Dr. Samantha Green, Hamilton
After 25 years, some friends and family still refer to my navy work as “the army.” It’s a common mistake. I noticed that your front-page index (Nov. 30) referred to Jeffrey Delisle as a soldier. He’s actually a sailor. And a commissioned naval officer. And a disgrace.
Gwilym Roberts, Vancouver
I’m ready for a new kind of discourse on political leadership. A discourse that acknowledges the profound need for people other than able-bodied (muscular), white, middle-aged men to lead our municipalities, and that embraces the notion that politics should be inherently collaborative – not about one lone superhero.
Unfortunately, Richard Florida’s article Toronto Needs A Muscular Mayor (Nov. 30) does the opposite, through his use of “muscular,” the article’s cartoon image, and the fact that each mayor he lists as a “strong” example to emulate is a man.

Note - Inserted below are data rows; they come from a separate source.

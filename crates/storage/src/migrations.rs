// SPDX-License-Identifier: BUSL-1.1
// Copyright (c) 2026 Alfred Jean LLC

//! Inline schema migrations, applied in order and tracked in `_migrations`

pub const MIGRATIONS: &[&str] = &[
    // 1: run records
    r#"
CREATE TABLE IF NOT EXISTS runs (
    run_id TEXT PRIMARY KEY,
    start_time TEXT NOT NULL,
    end_time TEXT,
    run_status TEXT NOT NULL
);
"#,
    // 2: run configurations (single runs and schedule templates)
    r#"
CREATE TABLE IF NOT EXISTS run_configuration (
    run_id TEXT PRIMARY KEY,
    project TEXT NOT NULL,
    server_url TEXT NOT NULL DEFAULT '',
    cloud_provider TEXT NOT NULL,
    provider_config TEXT NOT NULL DEFAULT '{}',
    requester TEXT NOT NULL,
    invocation TEXT NOT NULL,
    cron_schedule TEXT,
    schedule_name TEXT,
    schedule_description TEXT,
    created_at TEXT NOT NULL
);
"#,
    // 3: the lock; the CHECK keeps it to a single row
    r#"
CREATE TABLE IF NOT EXISTS lock (
    id INTEGER PRIMARY KEY CHECK (id = 1),
    holder TEXT NOT NULL,
    run_id TEXT NOT NULL,
    created_at TEXT NOT NULL,
    updated_at TEXT NOT NULL
);
"#,
    r#"
CREATE INDEX IF NOT EXISTS idx_run_configuration_project ON run_configuration(project);
"#,
];
// SPDX-License-Identifier: BUSL-1.1
// Copyright (c) 2026 Alfred Jean LLC

//! User-friendly error display with context and suggestions.
//!
//! Server and transport errors are turned into an [`RjError`] that says what
//! went wrong, what the server reported, and what to try next.

use std::fmt;

use reqwest::StatusCode;
use rj_core::LockRecord;

use crate::client::ClientError;

/// Error with context and recovery suggestions for user-friendly display.
#[derive(Debug)]
pub struct RjError {
    /// What went wrong
    pub message: String,
    /// Details the server or transport reported
    pub context: Vec<String>,
    /// How to fix it
    pub suggestions: Vec<String>,
    /// Original error if any
    pub source: Option<Box<dyn std::error::Error + Send + Sync>>,
}

impl RjError {
    pub fn new(message: impl Into<String>) -> Self {
        Self {
            message: message.into(),
            context: Vec::new(),
            suggestions: Vec::new(),
            source: None,
        }
    }

    pub fn with_context(mut self, ctx: impl Into<String>) -> Self {
        self.context.push(ctx.into());
        self
    }

    pub fn with_suggestion(mut self, suggestion: impl Into<String>) -> Self {
        self.suggestions.push(suggestion.into());
        self
    }

    pub fn with_source<E: std::error::Error + Send + Sync + 'static>(mut self, source: E) -> Self {
        self.source = Some(Box::new(source));
        self
    }
}

impl fmt::Display for RjError {
    fn fmt(&self, f: &mut fmt::Formatter<'_>) -> fmt::Result {
        writeln!(f, "error: {}", self.message)?;

        if !self.context.is_empty() {
            writeln!(f)?;
            for ctx in &self.context {
                writeln!(f, "  -> {}", ctx)?;
            }
        }

        if !self.suggestions.is_empty() {
            writeln!(f)?;
            writeln!(f, "suggestions:")?;
            for (i, suggestion) in self.suggestions.iter().enumerate() {
                writeln!(f, "  {}. {}", i + 1, suggestion)?;
            }
        }

        Ok(())
    }
}

impl std::error::Error for RjError {
    fn source(&self) -> Option<&(dyn std::error::Error + 'static)> {
        self.source
            .as_ref()
            .map(|e| e.as_ref() as &(dyn std::error::Error + 'static))
    }
}

/// Builders for the failures users hit most
impl RjError {
    /// Another run holds the exclusivity lock
    pub fn lock_held(lock: &LockRecord) -> Self {
        RjError::new("Another run is in progress")
            .with_context(format!("Run {} started by {}", lock.run_id, lock.holder))
            .with_context(format!(
                "Lock held since {}, last refreshed {}",
                lock.created_at.format("%Y-%m-%d %H:%M:%S"),
                lock.updated_at.format("%Y-%m-%d %H:%M:%S")
            ))
            .with_suggestion(format!("Follow it: rj logs {}", lock.run_id))
            .with_suggestion("Wait for it to finish and resubmit")
            .with_suggestion("If the holder is gone, release the lock: rj unlock")
    }

    /// The server did not answer
    pub fn unreachable(url: &str) -> Self {
        RjError::new(format!("Cannot reach rjd at {}", url))
            .with_suggestion("Check that rjd is running on that host")
            .with_suggestion("Point at another server with --server-url or RJ_SERVER_URL")
    }

    /// No run or schedule with this name
    pub fn not_found(what: &str) -> Self {
        RjError::new(format!("{} not found", what))
            .with_suggestion("List recent runs: rj history")
            .with_suggestion("List schedules: rj schedules list")
    }
}

impl From<ClientError> for RjError {
    fn from(err: ClientError) -> Self {
        match err {
            ClientError::Unreachable { url, source } => {
                RjError::unreachable(&url).with_source(source)
            }
            ClientError::Api { status, body } => match body.lock_info {
                Some(lock) if status == StatusCode::LOCKED => RjError::lock_held(&lock),
                _ => {
                    let mut err = RjError::new(body.error).with_context(format!("HTTP {}", status));
                    if let Some(details) = body.details {
                        err = err.with_context(details);
                    }
                    err
                }
            },
            other => RjError::new(other.to_string()).with_source(other),
        }
    }
}

#[cfg(test)]
#[path = "error_tests.rs"]
mod tests;
// SPDX-License-Identifier: BUSL-1.1
// Copyright (c) 2026 Alfred Jean LLC

//! Local-process backend: runs the dispatched-execution entry as a child

use super::{BatchDispatcher, DispatchError, DispatchRequest, JobHandle};
use async_trait::async_trait;
use std::path::PathBuf;
use std::process::Stdio;
use tokio::process::Command;

/// Dispatcher that spawns `<program> [args...] job --run-id <id>` on this host
#[derive(Clone, Debug)]
pub struct LocalProcessDispatcher {
    program: PathBuf,
    args: Vec<String>,
}

impl LocalProcessDispatcher {
    pub fn new(program: impl Into<PathBuf>) -> Self {
        Self {
            program: program.into(),
            args: Vec::new(),
        }
    }

    /// Arguments placed before `job`, e.g. `--state-dir <dir>`
    pub fn with_args(mut self, args: Vec<String>) -> Self {
        self.args = args;
        self
    }

    pub fn command_line(&self, handle: &JobHandle) -> Vec<String> {
        let mut line = self.args.clone();
        line.extend(["job".to_string(), "--run-id".to_string(), handle.run_id.to_string()]);
        line
    }
}

#[async_trait]
impl BatchDispatcher for LocalProcessDispatcher {
    fn backend(&self) -> &'static str {
        "local_process"
    }

    async fn create(&self, request: &DispatchRequest) -> Result<JobHandle, DispatchError> {
        // A bare name is resolved through PATH at launch
        if self.program.components().count() > 1 && !self.program.is_file() {
            return Err(DispatchError::CreateFailed(format!(
                "program not found: {}",
                self.program.display()
            )));
        }
        Ok(JobHandle {
            backend: self.backend().to_string(),
            job_id: request.job_name(),
            run_id: request.run_id.clone(),
            started: false,
        })
    }

    async fn launch(&self, handle: &JobHandle) -> Result<(), DispatchError> {
        let child = Command::new(&self.program)
            .args(self.command_line(handle))
            .stdin(Stdio::null())
            .stdout(Stdio::null())
            .stderr(Stdio::null())
            .spawn()
            .map_err(|e| {
                DispatchError::LaunchFailed(format!("{}: {}", self.program.display(), e))
            })?;
        tracing::info!(job_id = %handle.job_id, pid = ?child.id(), "local job spawned");
        Ok(())
    }
}

#[cfg(test)]
#[path = "local_tests.rs"]
mod tests;
// SPDX-License-Identifier: BUSL-1.1
// Copyright (c) 2026 Alfred Jean LLC

//! Run configuration, run records, and the run-status state machine

use crate::cron::RUN_NOW;
use crate::id::RunId;
use crate::invocation::WorkloadInvocation;
use chrono::{DateTime, Utc};
use serde::{Deserialize, Serialize};
use std::collections::BTreeMap;
use std::fmt;
use thiserror::Error;

/// Lifecycle status of a run
///
/// `Initializing → Running → {Success, Failed, ServerError}`. A run may skip
/// `Running` when it fails before the workload starts, but never moves back.
#[derive(Clone, Copy, Debug, PartialEq, Eq, Hash, Serialize, Deserialize)]
#[serde(rename_all = "SCREAMING_SNAKE_CASE")]
pub enum RunStatus {
    Initializing,
    Running,
    Success,
    Failed,
    ServerError,
}

/// Rejected status transition
#[derive(Debug, Clone, Error, PartialEq, Eq)]
#[error("invalid run status transition: {from} -> {to}")]
pub struct TransitionError {
    pub from: RunStatus,
    pub to: RunStatus,
}

impl RunStatus {
    pub const ALL: [RunStatus; 5] = [
        RunStatus::Initializing,
        RunStatus::Running,
        RunStatus::Success,
        RunStatus::Failed,
        RunStatus::ServerError,
    ];

    fn rank(self) -> u8 {
        match self {
            RunStatus::Initializing => 0,
            RunStatus::Running => 1,
            RunStatus::Success | RunStatus::Failed | RunStatus::ServerError => 2,
        }
    }

    pub fn is_terminal(self) -> bool {
        self.rank() == 2
    }

    pub fn can_transition_to(self, next: RunStatus) -> bool {
        next.rank() > self.rank()
    }

    /// Pure transition function
    pub fn transition(self, next: RunStatus) -> Result<RunStatus, TransitionError> {
        if self.can_transition_to(next) {
            Ok(next)
        } else {
            Err(TransitionError {
                from: self,
                to: next,
            })
        }
    }

    /// Statuses from which `next` may be entered
    pub fn predecessors(next: RunStatus) -> Vec<RunStatus> {
        Self::ALL
            .into_iter()
            .filter(|s| s.can_transition_to(next))
            .collect()
    }

    pub fn as_str(self) -> &'static str {
        match self {
            RunStatus::Initializing => "INITIALIZING",
            RunStatus::Running => "RUNNING",
            RunStatus::Success => "SUCCESS",
            RunStatus::Failed => "FAILED",
            RunStatus::ServerError => "SERVER_ERROR",
        }
    }
}

impl fmt::Display for RunStatus {
    fn fmt(&self, f: &mut fmt::Formatter<'_>) -> fmt::Result {
        f.write_str(self.as_str())
    }
}

impl std::str::FromStr for RunStatus {
    type Err = String;

    fn from_str(s: &str) -> Result<Self, Self::Err> {
        Self::ALL
            .into_iter()
            .find(|status| status.as_str() == s)
            .ok_or_else(|| format!("unknown run status: {}", s))
    }
}

/// One execution's status record
#[derive(Clone, Debug, PartialEq, Eq, Serialize, Deserialize)]
pub struct RunRecord {
    pub run_id: RunId,
    pub start_time: DateTime<Utc>,
    pub end_time: Option<DateTime<Utc>>,
    pub run_status: RunStatus,
}

/// Run-time options sent by the client alongside the invocation
#[derive(Clone, Debug, PartialEq, Eq, Serialize, Deserialize)]
pub struct RunOptions {
    pub project: String,
    #[serde(default)]
    pub server_url: String,
    #[serde(default = "default_cloud_provider")]
    pub cloud_provider: String,
    #[serde(default)]
    pub provider_config: BTreeMap<String, String>,
    pub requester: String,
    /// Cron expression, or `@now` for an immediate run
    #[serde(default = "default_cron_schedule")]
    pub cron_schedule: String,
    #[serde(default)]
    pub schedule_name: Option<String>,
    #[serde(default)]
    pub schedule_description: Option<String>,
    /// Hex SHA-256 of the uploaded artifact archive
    #[serde(default)]
    pub artifact_digest: Option<String>,
}

fn default_cloud_provider() -> String {
    "local".to_string()
}

fn default_cron_schedule() -> String {
    RUN_NOW.to_string()
}

impl RunOptions {
    pub fn new(project: impl Into<String>, requester: impl Into<String>) -> Self {
        Self {
            project: project.into(),
            server_url: String::new(),
            cloud_provider: default_cloud_provider(),
            provider_config: BTreeMap::new(),
            requester: requester.into(),
            cron_schedule: default_cron_schedule(),
            schedule_name: None,
            schedule_description: None,
            artifact_digest: None,
        }
    }

    pub fn is_immediate(&self) -> bool {
        self.cron_schedule.trim() == RUN_NOW
    }

    /// Build the persisted configuration for the given id
    pub fn into_configuration(
        self,
        run_id: RunId,
        invocation: WorkloadInvocation,
        created_at: DateTime<Utc>,
    ) -> RunConfiguration {
        let immediate = self.is_immediate();
        RunConfiguration {
            run_id,
            project: self.project,
            server_url: self.server_url,
            cloud_provider: self.cloud_provider,
            provider_config: self.provider_config,
            requester: self.requester,
            invocation,
            cron_schedule: (!immediate).then_some(self.cron_schedule),
            schedule_name: if immediate { None } else { self.schedule_name },
            schedule_description: if immediate {
                None
            } else {
                self.schedule_description
            },
            created_at,
        }
    }
}

/// Everything needed to (re)execute a run
///
/// When `cron_schedule` is set the record is a recurring template whose id
/// carries the schedule prefix.
#[derive(Clone, Debug, PartialEq, Eq, Serialize, Deserialize)]
pub struct RunConfiguration {
    pub run_id: RunId,
    pub project: String,
    pub server_url: String,
    pub cloud_provider: String,
    #[serde(default)]
    pub provider_config: BTreeMap<String, String>,
    pub requester: String,
    pub invocation: WorkloadInvocation,
    #[serde(default)]
    pub cron_schedule: Option<String>,
    #[serde(default)]
    pub schedule_name: Option<String>,
    #[serde(default)]
    pub schedule_description: Option<String>,
    pub created_at: DateTime<Utc>,
}

impl RunConfiguration {
    pub fn is_schedule(&self) -> bool {
        self.cron_schedule.is_some()
    }

    /// Clone this template into a fresh single-execution configuration
    pub fn materialize(&self, run_id: RunId, created_at: DateTime<Utc>) -> RunConfiguration {
        RunConfiguration {
            run_id,
            cron_schedule: None,
            schedule_name: None,
            schedule_description: None,
            created_at,
            ..self.clone()
        }
    }
}

#[cfg(test)]
#[path = "run_tests.rs"]
mod tests;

This is the kind of undertone we need to push back against. If we don’t, it will continue to stop both fantastic female leaders and men who don’t subscribe to aggressive leadership styles from seeing themselves in positions of civic and political power.
Anna Hopkins, Toronto
Slowing an epidemic
It’s now standard practice in B.C. to offer routine HIV testing to all sexually active adults (HIV Prevention – letters, Nov. 30). Four Vancouver hospitals are now offering routine testing to all new admits. We’ve picked up 30 positives in less than a year this way, which gives us a positivity rate of seven in 1,000 (one in 1,000 is considered cost-effective).
Many of these people had no obvious risk factors. B.C. is the only jurisdiction in the country to offer free antiretroviral therapy to those who need it (no co-payments, no deductibles, no third-party insurance), and I’m confident we’re on our way to slowing down this epidemic for good.
If only the rest of the country would do the same.
Jane McCall, nurse educator, HIV program, St. Paul’s Hospital, Delta, B.C.
Re $7 For A Starbucks Coffee: Would You Pay It? (Nov. 30): Why don’t they just change the name of the corporation to Sevenbucks?